Page 1 of 1

Signal 11 (SEGV) caught by ps (3.3.12).

Posted: Fri Mar 09, 2018 8:30 am
by JatBee
Not sure if this is a bug, or if something else is going on.

NEMS instance has been cooking along without issue. No changes made. Been super useful as we've been moving things around on the network.

One day nagios starts throwing an warning (amber) on NEMS (it is monitoring itself). The "total Processes" monitor goes amber and the status information says "System call sent warnings to stderr: Signal 11 (SEGV) caught by ps (3.3.12)."

Huh.

I login to the nems host at the cli, and the login screen that usually has the colorful NEMS status looks like this.

login as: admin
admin@nems's password:
Linux NEMS 4.9.59-v7+ #1047 SMP Sun Oct 29 12:19:23 GMT 2017 armv7l
Last login: Fri Mar  9 06:50:05 2018 from 192.168.1.113
0
Signal 11 (SEGV) caught by ps (3.3.12).
ps:ps/display.c:66: please report this bug
    while executing
"exec -- ps -A h | wc -l"
    invoked from within
"expr {[lindex [exec -- ps -A h | wc -l] 0]-000}"
    invoked from within
"set psa [expr {[lindex [exec -- ps -A h | wc -l] 0]-000}]"
    (file "/etc/motd.tcl" line 51)
admin@NEMS:~ $

Huh.

Sure enough, if i try to manually run "ps". More or less the same thing.

admin@NEMS:~ $ ps
Signal 11 (SEGV) caught by ps (3.3.12).
ps:ps/display.c:66: please report this bug
Segmentation fault
admin@NEMS:~ $

This seems to be persistent across hard/soft reboots.

Now it is possible something just got corrupted.
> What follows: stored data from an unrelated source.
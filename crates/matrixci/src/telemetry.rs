//! Log output for the `matrixci` command.
//!
//! Build, combination and trigger lifecycle records come from [`crate::obs`]
//! and carry an `event` field (`build.started`, `combination.finished`,
//! `trigger.fired`, ...) so a `--json` log stream can be filtered by kind.

use tracing::Level;
use tracing_subscriber::layer::SubscriberExt;
use tracing_subscriber::util::SubscriberInitExt;
use tracing_subscriber::{fmt, EnvFilter};

/// Install the global subscriber for one `matrixci` invocation.
///
/// `json` follows the CLI's `--json` flag and `level` its `--verbose` flag
/// (DEBUG instead of INFO); `RUST_LOG` overrides `level` when set. Logs go
/// to stderr because stdout carries the expansion listing and the build
/// report. Later calls are ignored.
pub fn init_tracing(json: bool, level: Level) {
    let env_filter =
        EnvFilter::try_from_default_env().unwrap_or_else(|_| EnvFilter::new(level.as_str()));

    if json {
        tracing_subscriber::registry()
            .with(env_filter)
            .with(
                fmt::layer()
                    .with_target(false)
                    .with_writer(std::io::stderr)
                    .json(),
            )
            .try_init()
            .ok();
    } else {
        tracing_subscriber::registry()
            .with(env_filter)
            .with(fmt::layer().with_target(false).with_writer(std::io::stderr))
            .try_init()
            .ok();
    }
}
I have not re-imaged. My googling of the various messages highlights a number of past and present bugs that are similar.

I guess my question(s) are:
Has anyone else run into this?
Has there been any update to anything slipped in about 6/7 days ago?

Nems seems to be running fine otherwise, so the urgency is low, but something is not quite right.

I have no issue with re-imaging but wanted to make an inquiry before I did so.

Thanks for this, and a great product.

Jim

RE: Signal 11 (SEGV) caught by ps (3.3.12).

Posted: Tue Mar 13, 2018 8:52 am
by Robbie Ferguson
Thanks Jim.
Hmm, no I have not seen this on any of my NEMS appliances.

Had you run a dist-upgrade task recently? Perhaps through the webmin interface?

Is your NEMS server on a workgroup, or an AD domain?

What version of Kernel is your NEMS server currently using (uname -a).

Cheers,
Robbie

RE: Signal 11 (SEGV) caught by ps (3.3.12).

Posted: Fri Mar 16, 2018 5:06 am
by JatBee
I'd not done any recent updates (shame on me). After poking at it for a few days I just re-imaged and problem solved. It may be a blunt technique, but it is sure effective. I'll just chalk this one up to gamma rays or something.

RE: Signal 11 (SEGV) caught by ps (3.3.12).

Posted: Fri Mar 16, 2018 9:01 am
by Robbie Ferguson
Well, at least with nems-migrator, re-flashing is quite a viable fix. I'm curious why this happened though.

Re. Updates - no, not shame on you. NEMS Linux updates itself automatically as needed. Doing it manually could break things (which is why I'd asked).

Enjoy!

Robbie